• _What the task asks_
Report every line of the listing below in which the string "export" appears.
** Opening Data shown block **
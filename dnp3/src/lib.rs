//! DNP3 outstation
//!
//! This library implements the application-layer behavior of a DNP3
//! outstation: answering a master's requests from a point database,
//! select-before-operate control, event buffering and unsolicited
//! reporting with confirmation and retries.
//!
//! # Architecture
//!
//! The library is organized as a workspace with multiple crates:
//!
//! - `dnp3-core`: Core types, error handling, IIN bits and function codes
//! - `dnp3-database`: The database callback contract and an in-memory backend
//! - `dnp3-application`: Object headers, variation tables and the fragment builder
//! - `dnp3-outstation`: Session state machine and channel task
//!
//! The link and transport layers are not part of this library. A link
//! layer is plugged in through [`outstation::LinkLayer`].
//!
//! # Usage
//!
//! ```no_run
//! use dnp3::database::MemoryDatabase;
//! use dnp3::outstation::{Channel, ChannelConfig, LinkLayer, OutstationSession, SessionConfig};
//!
//! async fn serve<L: LinkLayer + 'static>(link: L) -> dnp3::Dnp3Result<()> {
//!     let (mut channel, handle) = Channel::new(ChannelConfig::default(), link);
//!     let session = OutstationSession::new(SessionConfig::new(4, 3), MemoryDatabase::new())?;
//!     channel.add_session(session)?;
//!     let task = tokio::spawn(channel.run());
//!     handle.set_online(true).await?;
//!     handle.close().await?;
//!     let _ = task.await;
//!     Ok(())
//! }
//! ```

// Re-export core types
pub use dnp3_core::{
    AppControl, BroadcastKind, ClassMask, CommandStatus, Dnp3Error, Dnp3Result, DnpTime,
    EventClass, Flags, FunctionCode, FunctionCodeMask, Iin, QualifierCode, Sequence,
};

// Re-export the database contract
pub mod database {
    pub use dnp3_database::*;
}

// Re-export application layer encoding
pub mod application {
    pub use dnp3_application::*;
}

// Re-export the outstation API
pub mod outstation {
    pub use dnp3_outstation::*;
}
** Closing Data shown block **
• _Final answer_
// Re-export core types
// Re-export the database contract
// Re-export application layer encoding
// Re-export the outstation API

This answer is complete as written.